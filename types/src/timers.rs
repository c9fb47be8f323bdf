use serde::{Deserialize, Serialize};

/// Lifecycle of a timer or countdown
#[derive(Debug, Clone, Copy, PartialEq, Eq, Default, Serialize, Deserialize)]
#[serde(rename_all = "snake_case")]
pub enum TimerState {
    #[default]
    Pending,
    Running,
    Stopped,
}

/// Counts up (timer) or down from an initial duration (countdown)
#[derive(Debug, Clone, Copy, PartialEq, Eq, Default, Serialize, Deserialize)]
#[serde(rename_all = "snake_case")]
pub enum TimerKind {
    #[default]
    Timer,
    Countdown,
}

impl TimerKind {
    /// One-letter tag used in compact listings
    pub fn tag(self) -> &'static str {
        match self {
            TimerKind::Timer => "T",
            TimerKind::Countdown => "C",
        }
    }
}

/// Command issued by a timer action
#[derive(Debug, Clone, Copy, PartialEq, Eq, Default, Serialize, Deserialize)]
#[serde(rename_all = "snake_case")]
pub enum TimerCommand {
    #[default]
    Start,
    Stop,
    Reset,
}

/// Persisted timer. Start/stop times are simulation seconds.
#[derive(Debug, Clone, PartialEq, Serialize, Deserialize)]
pub struct TimerConfig {
    pub name: String,

    #[serde(default)]
    pub kind: TimerKind,

    #[serde(default)]
    pub state: TimerState,

    #[serde(default, skip_serializing_if = "Option::is_none")]
    pub start_time: Option<f64>,

    #[serde(default, skip_serializing_if = "Option::is_none")]
    pub stop_time: Option<f64>,

    /// Countdowns only
    #[serde(default, skip_serializing_if = "Option::is_none")]
    pub initial_duration: Option<f64>,

    /// Shown in the on-screen timer panel
    #[serde(default)]
    pub displayed: bool,
}

impl TimerConfig {
    pub fn new(name: impl Into<String>, kind: TimerKind) -> Self {
        Self {
            name: name.into(),
            kind,
            state: TimerState::Pending,
            start_time: None,
            stop_time: None,
            initial_duration: None,
            displayed: false,
        }
    }
}
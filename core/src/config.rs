use std::path::PathBuf;

use serde::{Deserialize, Serialize};

use crate::storage::{SlotStore, default_export_dir, default_profiles_path};

const APP_NAME: &str = "kat";

/// User configuration, stored by `confy` in the platform config directory
#[derive(Debug, Clone, PartialEq, Serialize, Deserialize)]
#[serde(default)]
pub struct EngineConfig {
    /// Profile file; defaults to `<config>/kat/profiles.toml`
    pub profiles_file: Option<PathBuf>,
    /// Import/export slot directory; defaults to `<config>/kat/export`
    pub export_dir: Option<PathBuf>,
    /// On-screen time of messages that don't set their own
    pub message_duration_secs: f32,
}

impl Default for EngineConfig {
    fn default() -> Self {
        Self {
            profiles_file: None,
            export_dir: None,
            message_duration_secs: 2.0,
        }
    }
}

#[derive(Debug, thiserror::Error)]
pub enum ConfigError {
    #[error("failed to load configuration: {0}")]
    Load(#[from] confy::ConfyError),

    #[error("no {0} configured and no platform config directory")]
    NoPath(&'static str),
}

impl EngineConfig {
    pub fn load() -> Result<Self, ConfigError> {
        Ok(confy::load(APP_NAME, None)?)
    }

    pub fn store(&self) -> Result<(), ConfigError> {
        Ok(confy::store(APP_NAME, None, self)?)
    }

    /// Stored configuration, or defaults if it cannot be read
    pub fn load_or_default() -> Self {
        Self::load().unwrap_or_else(|e| {
            tracing::warn!(error = %e, "Using default engine configuration");
            Self::default()
        })
    }

    pub fn profiles_path(&self) -> Result<PathBuf, ConfigError> {
        self.profiles_file
            .clone()
            .or_else(default_profiles_path)
            .ok_or(ConfigError::NoPath("profile file"))
    }

    pub fn slot_store(&self) -> Result<SlotStore, ConfigError> {
        self.export_dir
            .clone()
            .or_else(default_export_dir)
            .map(SlotStore::new)
            .ok_or(ConfigError::NoPath("export directory"))
    }
}

#[cfg(test)]
mod tests {
    use super::*;

    #[test]
    fn test_defaults() {
        let config = EngineConfig::default();
        assert_eq!(config.message_duration_secs, 2.0);
        assert!(config.profiles_file.is_none());
    }

    #[test]
    fn test_partial_file_fills_defaults() {
        let config: EngineConfig = toml::from_str("export_dir = \"/tmp/kat\"").unwrap();
        assert_eq!(config.export_dir, Some(PathBuf::from("/tmp/kat")));
        assert_eq!(config.message_duration_secs, 2.0);
        assert_eq!(
            config.slot_store().unwrap().dir(),
            std::path::Path::new("/tmp/kat")
        );
    }

    #[test]
    fn test_explicit_profiles_path_wins() {
        let config = EngineConfig {
            profiles_file: Some(PathBuf::from("rules.toml")),
            ..Default::default()
        };
        assert_eq!(config.profiles_path().unwrap(), PathBuf::from("rules.toml"));
    }
}
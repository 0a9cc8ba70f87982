//! DOM Node Operations
//!
//! The base mutation protocol: appendChild, removeChild, insertBefore and the
//! two connection transitions. `DomTree` implements both traits; element
//! behaviors layer their side effects after the base step (see
//! `NodeBehavior`). The connection transitions are crate-private and only
//! run as part of insertion and removal.

use fos_cssom::CssomError;

use crate::NodeId;
use crate::attributes::ObserverError;

/// Result type for DOM operations
pub type DomResult<T> = Result<T, DomError>;

/// DOM operation errors
#[derive(Debug, Clone, PartialEq, Eq, thiserror::Error)]
pub enum DomError {
    /// Node not found
    #[error("Node not found")]
    NotFound,
    /// Hierarchy error (e.g., inserting ancestor)
    #[error("Hierarchy request error")]
    HierarchyRequest,
    /// Invalid node type
    #[error("Invalid node type")]
    InvalidNodeType,
    /// Node is not a child
    #[error("Node is not a child")]
    NotAChild,
    /// Operation not valid in the node's current state
    #[error("Invalid state")]
    InvalidState,
    /// Node was torn down
    #[error("Node has been released")]
    Released,
    /// An attribute observer failed
    #[error(transparent)]
    Observer(#[from] ObserverError),
    /// A style sheet edit was rejected
    #[error(transparent)]
    Css(#[from] CssomError),
}

/// Node mutation protocol
///
/// Each operation runs the base step, then the behaviors attached to the
/// affected node, in attachment order. Connecting and disconnecting are
/// not part of the public surface:
///
/// ```compile_fail
/// use fos_hdom::{DomTree, NodeId};
///
/// let mut tree = DomTree::new();
/// let style = tree.create_element("style");
/// tree.connected_to_document(style, NodeId::ROOT).unwrap();
/// ```
pub trait MutationProtocol {
    /// Append a child node
    fn append_child(&mut self, parent: NodeId, child: NodeId) -> DomResult<NodeId>;

    /// Remove a child node
    fn remove_child(&mut self, parent: NodeId, child: NodeId) -> DomResult<NodeId>;

    /// Insert before a reference node (`None` appends)
    fn insert_before(&mut self, parent: NodeId, new_child: NodeId, ref_child: Option<NodeId>) -> DomResult<NodeId>;
}

/// Connection transitions, driven by insertion and removal
pub(crate) trait ConnectionTransitions {
    /// Connection transition. A no-op when `node` is already connected.
    fn connected_to_document(&mut self, node: NodeId, parent: NodeId) -> DomResult<()>;

    /// Disconnection transition. A no-op when `node` is already disconnected.
    fn disconnected_from_document(&mut self, node: NodeId, parent: NodeId) -> DomResult<()>;
}

#[cfg(test)]
mod tests {
    use super::*;

    #[test]
    fn test_observer_error_converts() {
        let err: DomError = ObserverError::new("style", "rejected").into();
        assert_eq!(err.to_string(), "observer of attribute `style` failed: rejected");
    }

    #[test]
    fn test_display() {
        assert_eq!(DomError::NotAChild.to_string(), "Node is not a child");
        assert_eq!(DomError::Released.to_string(), "Node has been released");
    }
}
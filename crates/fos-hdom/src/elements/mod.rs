//! Element Types
//!
//! Every element gets the style-attribute and dataset synchronizers; an
//! element kind adds its own behaviors on top. Kind-specific accessors live
//! in the submodules as `Document` methods.

mod style;
mod svg;

use crate::node::{ElementKind, Node};
use crate::sync::{StyleSheetSync, dataset, style_attribute};

/// Wire the behaviors and observers of a freshly created element
pub(crate) fn construct(node: &mut Node) {
    let Some(kind) = node.as_element().map(|e| e.kind) else {
        return;
    };

    style_attribute::install(node);
    dataset::install(node);

    match kind {
        ElementKind::Style => StyleSheetSync::install(node),
        ElementKind::Html | ElementKind::Svg => {}
    }
}
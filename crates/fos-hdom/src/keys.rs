//! Internal Keys
//!
//! Opaque tokens addressing hidden per-node slots. A key is minted once per
//! concept and compared by identity: two keys minted with the same label are
//! different keys. Only code holding a key can reach the slot it names, and a
//! slot table cannot be enumerated.

use std::any::Any;
use std::collections::HashMap;
use std::fmt;
use std::hash::{Hash, Hasher};
use std::marker::PhantomData;
use std::sync::LazyLock;
use std::sync::atomic::{AtomicU64, Ordering};

use fos_cssom::CssStyleDeclaration;

use crate::dataset::DOMStringMap;
use crate::lazy::LazySlot;
use crate::sync::SheetState;

static NEXT_KEY: AtomicU64 = AtomicU64::new(1);

/// Unforgeable key for a slot holding a `T`
pub struct InternalKey<T> {
    id: u64,
    label: &'static str,
    _slot: PhantomData<fn() -> T>,
}

impl<T: 'static> InternalKey<T> {
    /// Mint a new key. The label is for debugging only.
    pub fn mint(label: &'static str) -> Self {
        Self {
            id: NEXT_KEY.fetch_add(1, Ordering::Relaxed),
            label,
            _slot: PhantomData,
        }
    }

    pub fn label(&self) -> &'static str {
        self.label
    }
}

impl<T> PartialEq for InternalKey<T> {
    fn eq(&self, other: &Self) -> bool {
        self.id == other.id
    }
}

impl<T> Eq for InternalKey<T> {}

impl<T> Hash for InternalKey<T> {
    fn hash<H: Hasher>(&self, state: &mut H) {
        self.id.hash(state);
    }
}

impl<T> fmt::Debug for InternalKey<T> {
    fn fmt(&self, f: &mut fmt::Formatter<'_>) -> fmt::Result {
        write!(f, "InternalKey({})", self.label)
    }
}

// Process-wide registry. Each concept gets exactly one key.

/// Current style sheet of a `<style>` element
pub(crate) fn sheet() -> &'static InternalKey<SheetState> {
    static KEY: LazyLock<InternalKey<SheetState>> = LazyLock::new(|| InternalKey::mint("sheet"));
    &KEY
}

/// Lazily materialized `style` declaration
pub(crate) fn style() -> &'static InternalKey<LazySlot<CssStyleDeclaration>> {
    static KEY: LazyLock<InternalKey<LazySlot<CssStyleDeclaration>>> =
        LazyLock::new(|| InternalKey::mint("style"));
    &KEY
}

/// Lazily materialized `dataset` view
pub(crate) fn dataset() -> &'static InternalKey<LazySlot<DOMStringMap>> {
    static KEY: LazyLock<InternalKey<LazySlot<DOMStringMap>>> =
        LazyLock::new(|| InternalKey::mint("dataset"));
    &KEY
}

/// Per-node extension table addressed by internal keys
#[derive(Default)]
pub struct Slots {
    entries: HashMap<u64, Box<dyn Any>>,
}

impl Slots {
    pub fn new() -> Self {
        Self::default()
    }

    pub fn get<T: 'static>(&self, key: &InternalKey<T>) -> Option<&T> {
        self.entries.get(&key.id)?.downcast_ref()
    }

    pub fn get_mut<T: 'static>(&mut self, key: &InternalKey<T>) -> Option<&mut T> {
        self.entries.get_mut(&key.id)?.downcast_mut()
    }

    /// Store a value, returning the previous one
    pub fn insert<T: 'static>(&mut self, key: &InternalKey<T>, value: T) -> Option<T> {
        let old = self.entries.insert(key.id, Box::new(value))?;
        old.downcast().ok().map(|boxed| *boxed)
    }

    pub fn remove<T: 'static>(&mut self, key: &InternalKey<T>) -> Option<T> {
        let old = self.entries.remove(&key.id)?;
        old.downcast().ok().map(|boxed| *boxed)
    }

    pub fn contains<T: 'static>(&self, key: &InternalKey<T>) -> bool {
        self.entries.contains_key(&key.id)
    }

    /// Number of occupied slots
    pub fn len(&self) -> usize {
        self.entries.len()
    }

    pub fn is_empty(&self) -> bool {
        self.entries.is_empty()
    }
}

impl fmt::Debug for Slots {
    fn fmt(&self, f: &mut fmt::Formatter<'_>) -> fmt::Result {
        f.debug_struct("Slots").field("len", &self.entries.len()).finish()
    }
}
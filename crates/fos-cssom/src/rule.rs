//! CSS Rules

use crate::CssStyleDeclaration;

/// A rule in a style sheet
#[derive(Debug, Clone, PartialEq, Eq)]
pub enum CssRule {
    /// Style rule (`selector { declarations }`)
    Style(CssStyleRule),
    /// Any at-rule, kept as serialized text
    Other { css_text: String },
}

impl CssRule {
    pub fn as_style(&self) -> Option<&CssStyleRule> {
        match self {
            Self::Style(rule) => Some(rule),
            Self::Other { .. } => None,
        }
    }

    pub fn css_text(&self) -> String {
        match self {
            Self::Style(rule) => rule.css_text(),
            Self::Other { css_text } => css_text.clone(),
        }
    }
}

/// Style rule
#[derive(Debug, Clone, PartialEq, Eq)]
pub struct CssStyleRule {
    selector_text: String,
    style: CssStyleDeclaration,
}

impl CssStyleRule {
    pub fn new(selector_text: String, style: CssStyleDeclaration) -> Self {
        Self { selector_text, style }
    }

    pub fn selector_text(&self) -> &str {
        &self.selector_text
    }

    pub fn style(&self) -> &CssStyleDeclaration {
        &self.style
    }

    pub fn css_text(&self) -> String {
        if self.style.is_empty() {
            format!("{} {{ }}", self.selector_text)
        } else {
            format!("{} {{ {} }}", self.selector_text, self.style.css_text())
        }
    }
}
//! fOS CSS Object Model
//!
//! Style sheets and style declarations for the headless DOM.
//! Parsing is delegated to lightningcss; everything exposed here is owned,
//! so a sheet can outlive the text it was built from.

mod parser;
mod declaration;
mod rule;
mod stylesheet;

pub use parser::CssParser;
pub use declaration::{CssStyleDeclaration, Declaration};
pub use rule::{CssRule, CssStyleRule};
pub use stylesheet::CssStyleSheet;

/// Parse a CSS stylesheet with default options
pub fn parse_stylesheet(css: &str) -> CssStyleSheet {
    let mut sheet = CssStyleSheet::new();
    sheet.replace_sync(css);
    sheet
}

/// Parser options shared by sheets and declarations
#[derive(Debug, Clone, Copy, PartialEq, Eq)]
pub struct ParseOptions {
    /// Skip invalid rules and declarations instead of failing the whole input
    pub error_recovery: bool,
}

impl Default for ParseOptions {
    fn default() -> Self {
        Self { error_recovery: true }
    }
}

/// CSSOM errors
#[derive(Debug, Clone, PartialEq, Eq, thiserror::Error)]
pub enum CssomError {
    #[error("Parse error at line {line}: {message}")]
    ParseError { line: u32, message: String },

    #[error("Index {index} is out of range for a rule list of length {length}")]
    IndexSize { index: usize, length: usize },

    #[error("Syntax error: expected exactly one rule, found {found}")]
    Syntax { found: usize },
}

• **To do**: Using the listing above, show each line holding the string "index".

• **Result of this exercise**:
    #[error("Index {index} is out of range for a rule list of length {length}")]
    IndexSize { index: usize, length: usize },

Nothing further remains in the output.